Climbing the stairs, I realized almost instantly that something was amiss – the disco was deafening. Spin Class was on, in full bore complete with music, yelling and flashing lights. I took a look in the door to see if there was an empty bike and not seeing one decided to just wait them out. It was 5:55, ten minutes after the scheduled end of the class. Okay, I’m starting to get it – we make believe that there are classes on days that there are not, only admitting that they didn’t happen when confronted with times and dates. On the days that the class actually happens, we neither start it nor end it at the advertised time. And when we do end it, we end it a couple of times before restarting it for just one more song.
I planted myself in a chair and decided to wait them out – the time would not be poorly spent as I could easily sweat off a pound sitting there in the sweltering heat.
The group yell finally ended and I went in and set up a bike and watched my friend the cleaning lady mop the floor; this time she did not make me stop pedaling. Have you noticed a trend here – I seem to be making the best of friends with service workers across China. For some reason I understand their lot and they know it.
The fitness world presents itself in an amazing tableau when viewed from the seat of a spin bike. You see people using elliptical machines with less energy than it would take them to walk to the refrigerator, making you wonder why they bothered to come to the gym at all. You see western girls walk around the place with so much self confidence that they seem to own the joint and just when you are convinced they do, they get on the abdominal machine, set it to two pounds and commence to do crunches that are clearly not working anything. You want to tell them that the tag is sticking out of the waistband of their tights, brightly displaying itself against the sallow skin at the base of their back but you just keep on spinning. You see fat little guys on the recumbent bike with the handlebars pulled up to their noses and you see that same woman who came in the spin studio with her personal trainer last week to do resistance free push-ups while he stands behind her, out of sight sending text messages on his cell phone. Yes, it’s a world of wonder, populated by more people wandering around exercising the towel around their neck than working their muscles.

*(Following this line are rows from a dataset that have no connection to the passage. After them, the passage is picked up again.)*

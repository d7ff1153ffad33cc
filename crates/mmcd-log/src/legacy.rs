//! Legacy PalmOS log import
//!
//! Logs recorded by the original handheld application are PalmOS stream
//! databases (`.pdb`, type `strm`, creator `MMCd`). Everything is
//! big-endian:
//!
//! ```text
//! header (78 bytes)
//!   [0..32)   NUL-terminated name
//!   [32..34)  attributes        [34..36)  version
//!   [36..40)  created           [40..44)  modified
//!   [44..48)  backed up         [48..52)  modification number
//!   [52..56)  app info offset   [56..60)  sort info offset
//!   [60..64)  type "strm"       [64..68)  creator "MMCd"
//!   [68..72)  unique id seed    [72..76)  next record list id
//!   [76..78)  u16 record count
//! record index, 8 bytes per record
//!   u32 data offset, u8 attributes, 3-byte unique id
//! record bodies
//!   "DBLK" + u32 length, then packed 40-byte samples:
//!   u32 seconds since 1904-01-01, u32 presence mask, 32 raw bytes
//! ```
//!
//! A record ends where the next one starts, the last one at end of file.

use std::path::Path;

use bytes::Buf;
use chrono::{DateTime, Datelike, Utc};
use mmcd_core::{Sample, MAX_SENSORS};
use serde::Serialize;
use tracing::{debug, info, warn};

use crate::error::{CodecError, CodecResult};

pub const PDB_HEADER_SIZE: usize = 78;
pub const RECORD_ENTRY_SIZE: usize = 8;
pub const BLOCK_HEADER_SIZE: usize = 8;
pub const LEGACY_SAMPLE_SIZE: usize = 40;

pub const PDB_TYPE: &[u8; 4] = b"strm";
pub const PDB_CREATOR: &[u8; 4] = b"MMCd";
pub const BLOCK_TAG: &[u8; 4] = b"DBLK";

/// Seconds between the PalmOS epoch (1904-01-01) and the Unix epoch
pub const PALM_EPOCH_OFFSET: i64 = 2_082_844_800;

/// Convert a PalmOS timestamp
pub fn palm_time(seconds: u32) -> Option<DateTime<Utc>> {
    DateTime::from_timestamp(i64::from(seconds) - PALM_EPOCH_OFFSET, 0)
}

/// Filters for the garbage found in real legacy logs
///
/// Uninitialised handheld memory shows up as zeroed entries, entries with
/// every presence bit set (slots 23-31 never existed) and absurd dates.
#[derive(Debug, Clone, PartialEq, Eq, Serialize)]
pub struct ImportPolicy {
    /// Drop entries with a zero timestamp or an empty presence mask
    pub drop_empty: bool,
    /// Drop entries whose presence mask is all ones
    pub drop_all_present: bool,
    /// Earliest plausible year
    pub min_year: i32,
    /// Latest plausible year
    pub max_year: i32,
}

impl Default for ImportPolicy {
    fn default() -> Self {
        Self {
            drop_empty: true,
            drop_all_present: true,
            min_year: 1995,
            max_year: 2030,
        }
    }
}

impl ImportPolicy {
    /// Keep everything that decodes
    pub fn permissive() -> Self {
        Self {
            drop_empty: false,
            drop_all_present: false,
            min_year: i32::MIN,
            max_year: i32::MAX,
        }
    }

    /// Timestamp of an entry the policy keeps, `None` when it is dropped
    pub fn accept(&self, palm_seconds: u32, present: u32) -> Option<DateTime<Utc>> {
        if self.drop_empty && (palm_seconds == 0 || present == 0) {
            return None;
        }
        if self.drop_all_present && present == u32::MAX {
            return None;
        }
        let time = palm_time(palm_seconds)?;
        (self.min_year..=self.max_year)
            .contains(&time.year())
            .then_some(time)
    }
}

/// Decoded PDB header
#[derive(Debug, Clone, PartialEq, Eq, Serialize)]
pub struct PdbHeader {
    pub name: String,
    pub attributes: u16,
    pub version: u16,
    pub created: u32,
    pub modified: u32,
    pub backed_up: u32,
    pub modification_number: u32,
    pub app_info_offset: u32,
    pub sort_info_offset: u32,
    pub unique_id_seed: u32,
    pub next_record_list: u32,
    pub record_count: u16,
}

impl PdbHeader {
    fn parse(data: &[u8]) -> CodecResult<Self> {
        if data.len() < PDB_HEADER_SIZE {
            return Err(CodecError::Truncated {
                section: "PDB header",
                expected: PDB_HEADER_SIZE,
                got: data.len(),
            });
        }

        let type_code = &data[60..64];
        let creator = &data[64..68];
        if type_code != PDB_TYPE || creator != PDB_CREATOR {
            return Err(CodecError::NotLegacyLog {
                type_code: String::from_utf8_lossy(type_code).into_owned(),
                creator: String::from_utf8_lossy(creator).into_owned(),
            });
        }

        let raw_name = &data[..32];
        let name_len = raw_name.iter().position(|&b| b == 0).unwrap_or(raw_name.len());
        let name = String::from_utf8_lossy(&raw_name[..name_len]).into_owned();

        let mut buf = &data[32..PDB_HEADER_SIZE];
        let attributes = buf.get_u16();
        let version = buf.get_u16();
        let created = buf.get_u32();
        let modified = buf.get_u32();
        let backed_up = buf.get_u32();
        let modification_number = buf.get_u32();
        let app_info_offset = buf.get_u32();
        let sort_info_offset = buf.get_u32();
        buf.advance(8);
        let unique_id_seed = buf.get_u32();
        let next_record_list = buf.get_u32();
        let record_count = buf.get_u16();

        Ok(Self {
            name,
            attributes,
            version,
            created,
            modified,
            backed_up,
            modification_number,
            app_info_offset,
            sort_info_offset,
            unique_id_seed,
            next_record_list,
            record_count,
        })
    }

    pub fn created_at(&self) -> Option<DateTime<Utc>> {
        palm_time(self.created)
    }
}

/// One record index entry
#[derive(Debug, Clone, Copy, PartialEq, Eq)]
pub struct RecordEntry {
    pub offset: u32,
    pub attributes: u8,
    pub unique_id: u32,
}

/// A legacy log decoded into samples
#[derive(Debug, Clone)]
pub struct LegacyLog {
    pub header: PdbHeader,
    pub samples: Vec<Sample>,
    /// Records without a data block tag, or with no usable extent
    pub skipped_records: usize,
    /// Entries rejected by the import policy
    pub dropped_samples: usize,
}

impl LegacyLog {
    pub fn open(path: impl AsRef<Path>, policy: &ImportPolicy) -> CodecResult<Self> {
        let path = path.as_ref();
        let data = std::fs::read(path)?;
        let log = Self::parse(&data, policy)?;
        info!(
            path = %path.display(),
            name = %log.header.name,
            samples = log.samples.len(),
            dropped = log.dropped_samples,
            skipped_records = log.skipped_records,
            "Legacy log read"
        );
        Ok(log)
    }

    /// Decode a complete PDB image
    pub fn parse(data: &[u8], policy: &ImportPolicy) -> CodecResult<Self> {
        let header = PdbHeader::parse(data)?;
        let entries = read_record_index(data, header.record_count)?;

        let mut log = Self {
            header,
            samples: Vec::new(),
            skipped_records: 0,
            dropped_samples: 0,
        };

        for (i, entry) in entries.iter().enumerate() {
            let start = entry.offset as usize;
            let end = entries
                .get(i + 1)
                .map_or(data.len(), |next| next.offset as usize)
                .min(data.len());

            if start >= end || end - start < BLOCK_HEADER_SIZE {
                debug!(record = i, start, end, "Skipping record with no data block");
                log.skipped_records += 1;
                continue;
            }

            let record = &data[start..end];
            if &record[..4] != BLOCK_TAG {
                warn!(
                    record = i,
                    tag = %String::from_utf8_lossy(&record[..4]),
                    "Skipping record without DBLK tag"
                );
                log.skipped_records += 1;
                continue;
            }

            for chunk in record[BLOCK_HEADER_SIZE..].chunks_exact(LEGACY_SAMPLE_SIZE) {
                let mut buf = chunk;
                let palm_seconds = buf.get_u32();
                let present = buf.get_u32();
                let mut raw = [0u8; MAX_SENSORS];
                buf.copy_to_slice(&mut raw);

                match policy.accept(palm_seconds, present) {
                    Some(time) => log.samples.push(Sample::from_parts(time, present, raw)),
                    None => log.dropped_samples += 1,
                }
            }
        }

        Ok(log)
    }

    pub fn name(&self) -> &str {
        &self.header.name
    }

    /// Union of every sample's presence mask
    pub fn present_mask(&self) -> u32 {
        self.samples.iter().fold(0, |mask, s| mask | s.present_mask())
    }
}

fn read_record_index(data: &[u8], count: u16) -> CodecResult<Vec<RecordEntry>> {
    let count = usize::from(count);
    let needed = count * RECORD_ENTRY_SIZE;
    let available = data.len().saturating_sub(PDB_HEADER_SIZE);
    if available < needed {
        return Err(CodecError::Truncated {
            section: "record index",
            expected: needed,
            got: available,
        });
    }

    let mut buf = &data[PDB_HEADER_SIZE..PDB_HEADER_SIZE + needed];
    let entries = (0..count)
        .map(|_| {
            let offset = buf.get_u32();
            let attributes = buf.get_u8();
            let unique_id = (u32::from(buf.get_u8()) << 16) | u32::from(buf.get_u16());
            RecordEntry {
                offset,
                attributes,
                unique_id,
            }
        })
        .collect();
    Ok(entries)
}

One thousand calories and 90 minutes later I was out on the street walking home in a 100 MPH wind straight off Lake Baikal that wasn’t blowing when I went in. But the fear that I was now close to freezing to death on my three block wall was mitigated by the glorious conjunction of the Moon, Venus and Jupiter. We had been blessed with a clear night, and there it was, hovering over the Bank of China making me realize that if I was seeing that same thing from West Ella Drive, I’d be doing it with my lovely wife and my faithful dog Tedward, and that all would be well with my world.